08 July 2023

Pop Goes The Weasel

For the past two months I've been slowly working my way through the HardRock50 amplifier kit designed and manufactured by Jim Veatch at HobbyPCB. This is the second of these kits I've put together. The first one I bought off of QRZ.com last year. It was used, but new-in-the-box. The owner bought it from a friend, who had bought it from HobbyPCB. Neither of the two had the time to put the kit together so the last owner sold it to me at a significant discount. Everything was still in its factory fresh packaging. However, it was only after I got this kit that I realized it was an early 2014 vintage unit. HobbyPCB still supports them, but getting the amp to work with modern QRP rigs like the the IC-705 was going to be difficult. Lots of jumpering, some cutting of traces, etc. This unit works well with my Yaesu FT-817, but I still wanted something I could use with the IC-705. So, I bought a new kit from HobbyPCB and figured I could sell the old amp to help cover the cost of this new one.

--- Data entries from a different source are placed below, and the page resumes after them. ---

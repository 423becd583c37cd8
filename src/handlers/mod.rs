use axum::http::{StatusCode, Uri};

mod article_handlers;
mod comment_handlers;
mod profile_handlers;
mod tag_handlers;
mod user_handlers;

pub use article_handlers::*;
pub use comment_handlers::*;
pub use profile_handlers::*;
pub use tag_handlers::*;
pub use user_handlers::*;

use crate::errors::RequestError;

type JsonResult<T> = Result<axum::Json<T>, RequestError>;

// ----------------- Helper Handlers -----------------
pub async fn alive() -> &'static str {
    "alive"
}

pub async fn not_found(uri: Uri) -> Result<(), (StatusCode, String)> {
    Err((
        StatusCode::NOT_FOUND,
        format!("URL {} provided was not found", uri),
    ))
}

HardRock50 paired with the Elecraft KX3

Construction of the HardRock50 is pretty straightforward, and Jim has tweaked the build instructions over the years to the point that everything is clearly described and diagrammed. Having already built one of these kits, this second build went quick and relatively easy. One of the upgrades Jim has introduced over the years is that a lot more of the components are now pre-installed at the factory. With the 2014 kit you got a bag of relays and instructions on how to stuff them on the board. With the current kit, the relays are already on the board. This cuts down on a lot of the tedious soldering. If you've soldered one relay, you've soldered them all.

Everything went pretty straight forward until I got to the step where you have to set the DC bias. There's a Rube Goldberg-esque setup in the manual that has you interconnect your power supply with your ammeter and the amplifier. I've done this a few times with my old amp, with no problems. Just take your time and follow the test lead and power connection instructions in the diagram.

OK, all cables connected and checked and re-checked. I reach over and hit the ON switch on my power supply and POP! Lots and lots of smoke coming out from under the board. Damn, damn, damn, damn, damn. I pull everything apart to get a look at the underside of the board and find that capacitor C36 - a pre-installed component, had popped. What the hell had I done wrong? I checked and re-checked my test lead setup, and everything looked good. But SOMETHING went wrong. The evidence was inescapable. Clearly I screwed up.

I contacted Jim and asked him if he had any ideas as to what could have caused this - something upstream in the build I had put in wrong? Maybe a solder bridge I didn't catch? Jim wrote back almost matter-of-factly,

"Tantalum caps have a habit of blowing the first time voltage is applied"

Oh really?! I'd heard 'tant caps' could be problematic. As the comedian Bill Engvall says, "Here's your sign".

So Jim is mailing me a new cap, and I'll report back on how well this one survives. At least this experience gives me the excuse I've been looking for to buy a hot air solder rework station.